Sunrise Sandhill Crane flights, North end of the Refuge
We are humans, gifted with thought and creativity, gifted in crafting our futures. The human memory is a powerful force, helping us to predict, with at least some certainty, the future. It is in our predictive powers that we meld our past, present and future, authoring the deeper details of our lives. We are very capable of making avenues toward "repeats." As we gather more and more memory in life, we become capable of revisiting annual events, chasing the seasons, improving upon what we have done before.
Trumpeter Swans and Sanhill Cranes
Trumpeter Swans
Sandhill Cranes, family group in flight. Wisconsin Sandhill Cranes have made a tremendous recovery and are becoming a common sight. Adults teach the young the migratory routes, and family groups are close-knit. Like people, families of Sandhill Cranes pass on a rich culture of learning.
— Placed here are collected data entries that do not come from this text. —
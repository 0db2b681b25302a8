//! Integration tests for the working-directory writer and the end-to-end
//! fetch → batch → write → read-back flow.
//!
//! Only one test here touches the working directory; the rest stay inside
//! temp dirs so they can run in parallel.

use chrono::{Local, NaiveDate};
use daylog::modules::report::read_back;
use daylog::{log_filename, write_log, write_log_in, FetchedRecord, LogBatch, LogError};
use serde_json::json;
use std::fs;
use std::path::Path;
use tempfile::TempDir;

/// Removes the file when dropped, even if the test panics.
struct Cleanup<'a>(&'a str);

impl Drop for Cleanup<'_> {
    fn drop(&mut self) {
        let _ = fs::remove_file(self.0);
    }
}

#[test]
fn write_log_targets_todays_file_in_working_directory() {
    let expected = log_filename(Local::now().date_naive());
    let _cleanup = Cleanup(&expected);

    let first = write_log(&["First call"]).expect("first write");
    let second = write_log(&["Second call", "Additional entry"]).expect("second write");

    assert_eq!(first, expected);
    assert_eq!(first, second);
    assert!(Path::new(&second).exists());
    assert_eq!(
        fs::read_to_string(&second).unwrap(),
        "Second call\nAdditional entry\n"
    );
}

#[test]
fn non_list_input_fails_before_any_file_is_created() {
    let dir = TempDir::new().expect("Failed to create temp dir");

    let result = LogBatch::from_json_str(r#""This should be a list""#)
        .and_then(|batch| write_log_in(dir.path(), Local::now().date_naive(), batch.entries()));

    assert!(matches!(result, Err(LogError::InvalidInput(_))));
    assert_eq!(fs::read_dir(dir.path()).unwrap().count(), 0);
}

#[test]
fn enriched_sample_batch_reads_back_in_order() {
    let dir = TempDir::new().expect("Failed to create temp dir");
    let day = NaiveDate::from_ymd_opt(2025, 4, 8).unwrap();
    let record: FetchedRecord = serde_json::from_value(json!({
        "userId": 1,
        "id": 1,
        "title": "sunt aut facere"
    }))
    .unwrap();

    let mut batch: LogBatch = ["User logged in", "User updated profile", "Report exported"]
        .into_iter()
        .collect();
    batch.enrich_with(&record);
    let path = write_log_in(dir.path(), day, batch.entries()).unwrap();

    assert!(path.ends_with("log_20250408.txt"));
    assert_eq!(
        read_back(&path).unwrap(),
        [
            "User logged in",
            "User updated profile",
            "Report exported",
            "API Data fetched: sunt aut facere",
        ]
    );
}

#[test]
fn failed_fetch_leaves_batch_unenriched() {
    let dir = TempDir::new().expect("Failed to create temp dir");
    let day = NaiveDate::from_ymd_opt(2025, 4, 8).unwrap();

    let mut batch: LogBatch = ["a", "b", "c"].into_iter().collect();
    batch.enrich_with(&FetchedRecord::default());
    let path = write_log_in(dir.path(), day, batch.entries()).unwrap();

    assert_eq!(fs::read_to_string(path).unwrap(), "a\nb\nc\n");
}
use chrono::{Local, NaiveDate};
use std::fmt::Display;
use std::fs::File;
use std::io::{BufWriter, Write};
use std::path::{Path, PathBuf};

use crate::modules::error::Result;
use crate::modules::logger;

/// `log_<YYYYMMDD>.txt` for the given calendar date.
pub fn log_filename(date: NaiveDate) -> String {
    format!("log_{}.txt", date.format("%Y%m%d"))
}

/// Write `entries` to today's log file in the current working directory.
///
/// Returns the bare filename (relative to the working directory). An existing
/// file for the same date is overwritten, not appended to.
pub fn write_log<E: Display>(entries: &[E]) -> Result<String> {
    let filename = log_filename(Local::now().date_naive());
    write_entries(Path::new(&filename), entries)?;
    logger::logln(format!("Log written to {}", filename));
    Ok(filename)
}

/// Same as [`write_log`] but into `dir` and for an explicit `date`.
/// Returns the full path of the written file.
pub fn write_log_in<E: Display>(dir: &Path, date: NaiveDate, entries: &[E]) -> Result<PathBuf> {
    let path = dir.join(log_filename(date));
    write_entries(&path, entries)?;
    logger::logln(format!("Log written to {}", path.display()));
    Ok(path)
}

fn write_entries<E: Display>(path: &Path, entries: &[E]) -> Result<()> {
    // create() truncates; the handle closes on drop
    let mut out = BufWriter::new(File::create(path)?);
    for entry in entries {
        writeln!(out, "{}", entry)?;
    }
    out.flush()?;
    Ok(())
}
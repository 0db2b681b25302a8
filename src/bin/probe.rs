use anyhow::{Context, Result};
use clap::Parser;
use dotenv::dotenv;
use reqwest::Client;
use serde_json::Value;

use daylog::modules::config::Config;

// Operator diagnostic: show exactly what the enrichment endpoint returns.
// Unlike the fetcher, every failure here is reported.
#[tokio::main]
pub async fn main() -> Result<()> {
    dotenv().ok();
    let cfg = Config::parse();

    let client = Client::new();
    let response = client
        .get(cfg.endpoint.clone())
        .send()
        .await
        .with_context(|| format!("GET {}", cfg.endpoint))?;

    // --- Print Response Details ---
    println!("Status: {}", response.status());
    println!("HTTP Version: {:?}", response.version());
    println!("---");

    println!("Headers:\n{:#?}", response.headers());
    println!("---");

    // `.text()` consumes the response, so it comes last
    let body = response.text().await?;
    match serde_json::from_str::<Value>(&body) {
        Ok(json) => {
            println!("Body:\n{}", serde_json::to_string_pretty(&json)?);
            match json.get("title").and_then(|v| v.as_str()) {
                Some(title) => println!("---\ntitle: {}", title),
                None => println!("---\nno `title` field"),
            }
        }
        Err(_) => println!("Body (not JSON):\n{}", body),
    }

    Ok(())
}
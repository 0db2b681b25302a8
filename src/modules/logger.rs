use std::fs::OpenOptions;
use std::io::Write;
use std::path::{Path, PathBuf};
use std::sync::OnceLock;

static MIRROR: OnceLock<PathBuf> = OnceLock::new();

/// Mirror every later `logln`/`warnln` line into `path` (appended).
/// Only the first call takes effect.
pub fn init(mirror: Option<PathBuf>) {
    if let Some(path) = mirror {
        let _ = MIRROR.set(path);
    }
}

// Informational line on stdout, mirrored when configured
pub fn logln(message: String) {
    println!("{}", message);
    mirror(&message);
}

// Notice on stderr, mirrored when configured
pub fn warnln(message: String) {
    eprintln!("{}", message);
    mirror(&message);
}

fn mirror(message: &str) {
    if let Some(path) = MIRROR.get() {
        // Keep failures non-fatal; report to stderr
        if let Err(err) = append_to_file(path, message) {
            eprintln!("logger: failed writing to {}: {:?}", path.display(), err);
        }
    }
}

fn append_to_file(path: &Path, line: &str) -> std::io::Result<()> {
    let mut file = OpenOptions::new().create(true).append(true).open(path)?;
    file.write_all(line.as_bytes())?;
    file.write_all(b"\n")?;
    Ok(())
}
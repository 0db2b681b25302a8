pub mod config;
pub mod error;
pub mod fetcher;
pub mod logger;
pub mod report;
pub mod types;
pub mod writer;
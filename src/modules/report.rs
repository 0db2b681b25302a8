use std::fs::File;
use std::io::{self, BufRead, BufReader};
use std::path::Path;

/// Read a written log back, one entry per line, surrounding whitespace trimmed.
pub fn read_back(path: &Path) -> io::Result<Vec<String>> {
    let reader = BufReader::new(File::open(path)?);
    reader
        .lines()
        .map(|line| line.map(|l| l.trim().to_string()))
        .collect()
}

/// Render lines for the console as `  1. first`, `  2. second`, ...
pub fn numbered(lines: &[String]) -> Vec<String> {
    lines
        .iter()
        .enumerate()
        .map(|(i, line)| format!("  {}. {}", i + 1, line))
        .collect()
}
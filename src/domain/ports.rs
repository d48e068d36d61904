use crate::domain::model::{
    Category, FrontendSetting, LanguageId, ResolvedFrontend, StorageScope, TemplateKind,
};
use crate::utils::error::Result;

/// Read access to the localized consent records.
pub trait RecordStore {
    /// Enabled frontend settings translated into exactly `language`.
    fn find_frontend_settings(
        &self,
        language: LanguageId,
        scopes: &[StorageScope],
    ) -> Vec<ResolvedFrontend>;

    /// Every enabled language of every frontend setting in the scopes.
    fn all_frontend_settings(&self, scopes: &[StorageScope]) -> Vec<ResolvedFrontend>;

    /// Categories in the scopes, in the language if given (canonical otherwise).
    fn find_categories(
        &self,
        scopes: &[StorageScope],
        language: Option<LanguageId>,
    ) -> Vec<Category>;

    /// Canonical categories across all scopes.
    fn all_categories(&self) -> Vec<Category>;
}

/// Write access used by the seed importer.
pub trait RecordWriter {
    fn has_frontend(&self, scope: StorageScope, language: LanguageId) -> bool;

    fn insert_frontend(&mut self, scope: StorageScope, setting: FrontendSetting) -> Result<()>;

    fn insert_frontend_translation(
        &mut self,
        scope: StorageScope,
        language: LanguageId,
        setting: FrontendSetting,
    ) -> Result<()>;
}

/// Extension configuration consumed by the compiler.
pub trait SettingsSource {
    fn end_point(&self) -> Option<&str>;
    fn revision_version(&self) -> Option<u32>;
    fn cookie_path(&self) -> Option<&str>;
    fn cookie_expiration(&self) -> Option<u32>;
    fn hide_from_bots(&self) -> bool;
    fn tracking_enabled(&self) -> bool;
    fn tracking_script(&self) -> Option<&str>;
    fn template_path(&self, kind: TemplateKind) -> Option<&str>;
}

pub trait LinkResolver {
    fn resolve_link(&self, label: &str, target: &str, attributes: &[(&str, &str)]) -> String;
}

pub trait RichTextRenderer {
    fn render(&self, raw: &str) -> String;
}

/// Best-effort lookup of template files; `None` when missing or unreadable.
pub trait TemplateSource {
    fn read_template(&self, path: &str) -> Option<String>;
}

/// Source of inline-script element identifiers.
pub trait TokenSource {
    fn token(&self) -> String;
}

#[derive(Debug, Clone, PartialEq, Eq)]
pub struct ScriptAttributes {
    pub script_type: String,
    pub external: bool,
    pub is_async: bool,
    pub defer: bool,
    /// Identifier of the owning service, rendered as `data-service`.
    pub service: String,
}

impl ScriptAttributes {
    /// Non-executing script the consent library activates later.
    pub fn placeholder(service: impl Into<String>, is_async: bool) -> Self {
        Self {
            script_type: "text/plain".to_string(),
            external: true,
            is_async,
            defer: false,
            service: service.into(),
        }
    }

    pub fn deferred_placeholder(service: impl Into<String>) -> Self {
        Self {
            defer: true,
            ..Self::placeholder(service, false)
        }
    }

    pub fn to_pairs(&self) -> Vec<(&'static str, String)> {
        let mut pairs = vec![
            ("type", self.script_type.clone()),
            ("external", u8::from(self.external).to_string()),
            ("async", u8::from(self.is_async).to_string()),
        ];
        if self.defer {
            pairs.push(("defer", "defer".to_string()));
        }
        pairs.push(("data-service", self.service.clone()));
        pairs
    }
}

pub trait AssetSink {
    fn register_external_script(
        &self,
        name: &str,
        url: &str,
        attributes: &ScriptAttributes,
    ) -> Result<()>;

    fn register_inline_script(
        &self,
        id: &str,
        code: &str,
        attributes: &ScriptAttributes,
    ) -> Result<()>;
}
#[cfg(feature = "cli")]
pub mod cli;
pub mod settings;

#[cfg(feature = "cli")]
pub use cli::{CliConfig, Command};
pub use settings::ExtensionSettings;
pub mod compiler;
pub mod embed;
pub mod language;
pub mod script;
pub mod service_scripts;
pub mod substitutor;

pub use crate::domain::model::{Category, FrontendSetting, LanguageId, Service, StorageScope};
pub use crate::domain::ports::{AssetSink, RecordStore, SettingsSource};
pub use crate::utils::error::Result;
We become capable of imagining a better opportunity, hypothesizing about the missing details. For those of us living as closely to nature as we can in this day and age, our predictive powers bring us to the same haunts year after year, chasing the same natural phenology, making opportunities and arriving at temporal intersections that we have come to understand. We hunt the patterns, and, as we learn from our mistakes, we adjust and improve. Our greatest power comes in the form of synthesis as we learn to incorporate smaller pieces of new knowledge into our older sets of knowledge, thriving in surprising and new scenarios.
American Bittern, protective "freeze" pose
American Bittern hunting...
In this way, I celebrate my aging mind and body. With more memories, I feel wiser. Simply said, I know how to find things now, how to create my opportunities. Everything in life is an experience. Every day is a treasure to be invested and to be used again as a memory. Every day is a treasure that builds possibilities for the future. Every day, lived in the moment, is a treasure.
White-breasted Nuthatch and Autumn colors
Yellow-rumped Warbler, Autumn female preening
Eastern Tiger Salamander
These memories were made on October 13, 2013 at Crex Meadows State Wildlife Area. All images were made with a refurbished Canon 7D (now in my possession for nearly a year and surviving much), and a Canon 300mm f4 L IS lens. The bittern was completely unexpected and provided an unusual opportunity! As I chased the new season with my past experiences, I learned many new things!